直接労務費になる可能性があるのは、直接作業時間に対して支払われた賃金です。「直接作業時間に対して支払われた賃金」は基本賃金と加給金になります。
基本賃金と加給金の合計額(基本賃金300,000円+加給金100,000円=)400,000円は総就業時間200時間に対して支払われたものです。
よって、1時間当たりの賃金(実際消費賃率)は(直接作業時間に対して支払われた賃金400,000円÷総就業時間200時間)=2,000円となります。
1ヶ月の直接作業時間は150時間なので、直接労務費は(1時間当たりの賃金2,000円×1ヶ月の直接作業時間150時間=)300,000円となります。
1ヶ月の直接作業時間以外の作業時間は50時間なので、間接労務費は(1時間当たりの賃金2,000円×1ヶ月の直接作業時間以外の作業時間50時間=)100,000円となります。
間接労務費100,000円に「通勤手当100,000円」「賞与50,000円」「法定福利費30,000円」「退職給付引当金20,000円」の諸手当200,000円を加えて300,000円となります。
このように具体的な数字で考えてみるとよく分かります。
諸手当を実際消費賃率の計算に入れてしまうと直接労務費に諸手当が含まれてしまう
仮に実際消費賃率の計算に諸手当200,000円を入れてしまったらどうなるか考えてみます。
実際消費賃率は{(基本賃金300,000円+加給金100,000円+諸手当200,000円)÷1ヶ月の総就業時間200時間=}3,000円となりますが、この実際消費賃率の中には直接作業ではない諸手当が含まれています。

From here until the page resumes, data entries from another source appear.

use crate::artifacts::objects::object_id::ObjectId;
use crate::artifacts::tree::FlatTree;
use bitflags::bitflags;
use std::collections::BTreeSet;

bitflags! {
    #[derive(Debug, Clone, Copy, PartialEq, Eq, PartialOrd, Ord, Hash)]
    pub struct DiffFilter: u32 {
        const ADDED = 0b0001;
        const DELETED = 0b0010;
        const MODIFIED = 0b0100;
    }
}

impl DiffFilter {
    /// Parse a `--diff-filter` style string such as `AM`
    pub fn try_parse(s: &str) -> Option<Self> {
        let mut filter = Self::empty();

        for c in s.chars() {
            match c {
                'A' => filter |= Self::ADDED,
                'D' => filter |= Self::DELETED,
                'M' => filter |= Self::MODIFIED,
                _ => return None,
            }
        }

        (!filter.is_empty()).then_some(filter)
    }
}

#[derive(Debug, Clone, Copy, PartialEq, Eq, Hash)]
pub enum ChangeKind {
    Added,
    Removed,
    Modified,
}

impl ChangeKind {
    /// One-letter status code (`A`, `D`, `M`)
    pub fn code(&self) -> char {
        match self {
            ChangeKind::Added => 'A',
            ChangeKind::Removed => 'D',
            ChangeKind::Modified => 'M',
        }
    }

    pub fn describe(&self) -> &'static str {
        match self {
            ChangeKind::Added => "new file",
            ChangeKind::Removed => "deleted",
            ChangeKind::Modified => "modified",
        }
    }
}

/// A single path that differs between two trees
#[derive(Debug, Clone, PartialEq, Eq)]
pub struct Change {
    pub path: String,
    pub kind: ChangeKind,
    pub old_oid: Option<ObjectId>,
    pub new_oid: Option<ObjectId>,
}

impl Change {
    pub fn from_entries(
        path: &str,
        old: Option<&ObjectId>,
        new: Option<&ObjectId>,
    ) -> Option<Self> {
        let kind = match (old, new) {
            (None, Some(_)) => ChangeKind::Added,
            (Some(_), None) => ChangeKind::Removed,
            (Some(old), Some(new)) if old != new => ChangeKind::Modified,
            _ => return None,
        };

        Some(Change {
            path: path.to_string(),
            kind,
            old_oid: old.cloned(),
            new_oid: new.cloned(),
        })
    }

    pub fn matches_filter(&self, filter: DiffFilter) -> bool {
        match self.kind {
            ChangeKind::Added => filter.contains(DiffFilter::ADDED),
            ChangeKind::Removed => filter.contains(DiffFilter::DELETED),
            ChangeKind::Modified => filter.contains(DiffFilter::MODIFIED),
        }
    }
}

/// Compare two flat trees, ordered by path
///
/// Paths only in `new` are added, only in `old` removed, and paths whose blob
/// differs are modified. Identical paths are omitted.
pub fn diff_trees(old: &FlatTree, new: &FlatTree) -> Vec<Change> {
    let paths = old.keys().chain(new.keys()).collect::<BTreeSet<_>>();

    paths
        .into_iter()
        .filter_map(|path| Change::from_entries(path, old.get(path), new.get(path)))
        .collect()
}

この実際消費賃率をもとに直接労務費を求めると、(実際消費賃率3,000円×1ヶ月の直接作業時間150時間=)450,000円となりますが、この450,000円の中にも直接作業に関係がない諸手当が含まれてしまいます。
直接労務費は直接作業に関係している労働力に対して支払われた賃金でなければならないので、直接作業に関係がない諸手当が含まれてしまってはまずいです。
実際消費賃率を求める計算式に諸手当が入っていない理由はここにあります。
次の図が正しい考え方です。
この図に対して間違った考え方を図にすると次のようになります。
この間違った図では諸手当という作業に直接関係がない手当が直接作業時間部分と直接作業時間以外の部分に強引に分けられて、直接労務費と間接労務費に割り当てられてしまっています。

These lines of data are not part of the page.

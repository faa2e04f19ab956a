//! Object types and operations
//!
//! All content is stored as immutable objects identified by SHA-1 hashes:
//!
//! - **Blob**: File content (raw bytes)
//! - **Tree**: Directory listing (names, kinds, and object IDs)
//! - **Commit**: Snapshot with metadata (author, message, parent commits, tree)
//!
//! All objects are hashed and stored in the framed format
//! `<type> <size>\0<content>`

pub mod blob;
pub mod commit;
pub mod object;
pub mod object_id;
pub mod object_type;
pub mod tree;

/// Length of a SHA-1 hash in hexadecimal format
pub const OBJECT_ID_LENGTH: usize = 40;

/// Length of a raw SHA-1 digest
pub const OBJECT_ID_BYTES: usize = 20;
use assert_fs::TempDir;
use predicates::prelude::*;
use rstest::rstest;

mod common;
use common::command::{repository_dir, run_kit_command};

#[rstest]
fn new_repository_initiated_with_kit_directory(
    repository_dir: TempDir,
) -> Result<(), Box<dyn std::error::Error>> {
    let dir_absolute_path = repository_dir.path().canonicalize()?.display().to_string();

    run_kit_command(repository_dir.path(), &["init"])
        .assert()
        .success()
        .stdout(predicate::str::is_match(r"^Initialized empty kit repository in .+\.kit\n$")?)
        .stdout(predicate::str::contains(dir_absolute_path));

    let kit_dir = repository_dir.path().join(".kit");
    assert!(kit_dir.join("objects").is_dir());
    assert!(kit_dir.join("refs").join("heads").is_dir());
    assert!(kit_dir.join("refs").join("tags").is_dir());
    assert_eq!(std::fs::read_to_string(kit_dir.join("HEAD"))?, "ref: refs/heads/master");

    Ok(())
}

#[rstest]
fn init_is_idempotent(repository_dir: TempDir) {
    run_kit_command(repository_dir.path(), &["init"])
        .assert()
        .success();

    run_kit_command(repository_dir.path(), &["init"])
        .assert()
        .success()
        .stdout(predicate::str::starts_with("Reinitialized existing kit repository in"));
}

#[rstest]
fn init_creates_the_target_directory(repository_dir: TempDir) {
    let target = repository_dir.path().join("nested").join("project");

    run_kit_command(repository_dir.path(), &["init", "nested/project"])
        .assert()
        .success();

    assert!(target.join(".kit").join("HEAD").is_file());
}

#[rstest]
fn commands_are_found_from_a_subdirectory(repository_dir: TempDir) {
    run_kit_command(repository_dir.path(), &["init"])
        .assert()
        .success();
    let nested = repository_dir.path().join("src").join("deep");
    std::fs::create_dir_all(&nested).unwrap();

    run_kit_command(&nested, &["status"])
        .assert()
        .success()
        .stdout(predicate::str::starts_with("On branch master"));
}

#[rstest]
fn commands_outside_a_repository_fail(repository_dir: TempDir) {
    run_kit_command(repository_dir.path(), &["status"])
        .assert()
        .failure()
        .stderr(predicate::str::contains("not a kit repository"));
}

間接労務費に含まれなければならない従業員賞与手当などの諸手当が直接労務費に含まれてしまっているのです。
実際消費賃率を計算するときに諸手当を含まない理由はここにあります。このように計算式の意味を理解することで暗記なしに計算ができるようになります。
また、かけ算を面積で表すというテクニックを使うと図解することができます。
工業簿記ではこれからも計算式が出てくるので、計算式が出てきたときには図解のテクニックを使うと何が求まっているのかが分かってきます。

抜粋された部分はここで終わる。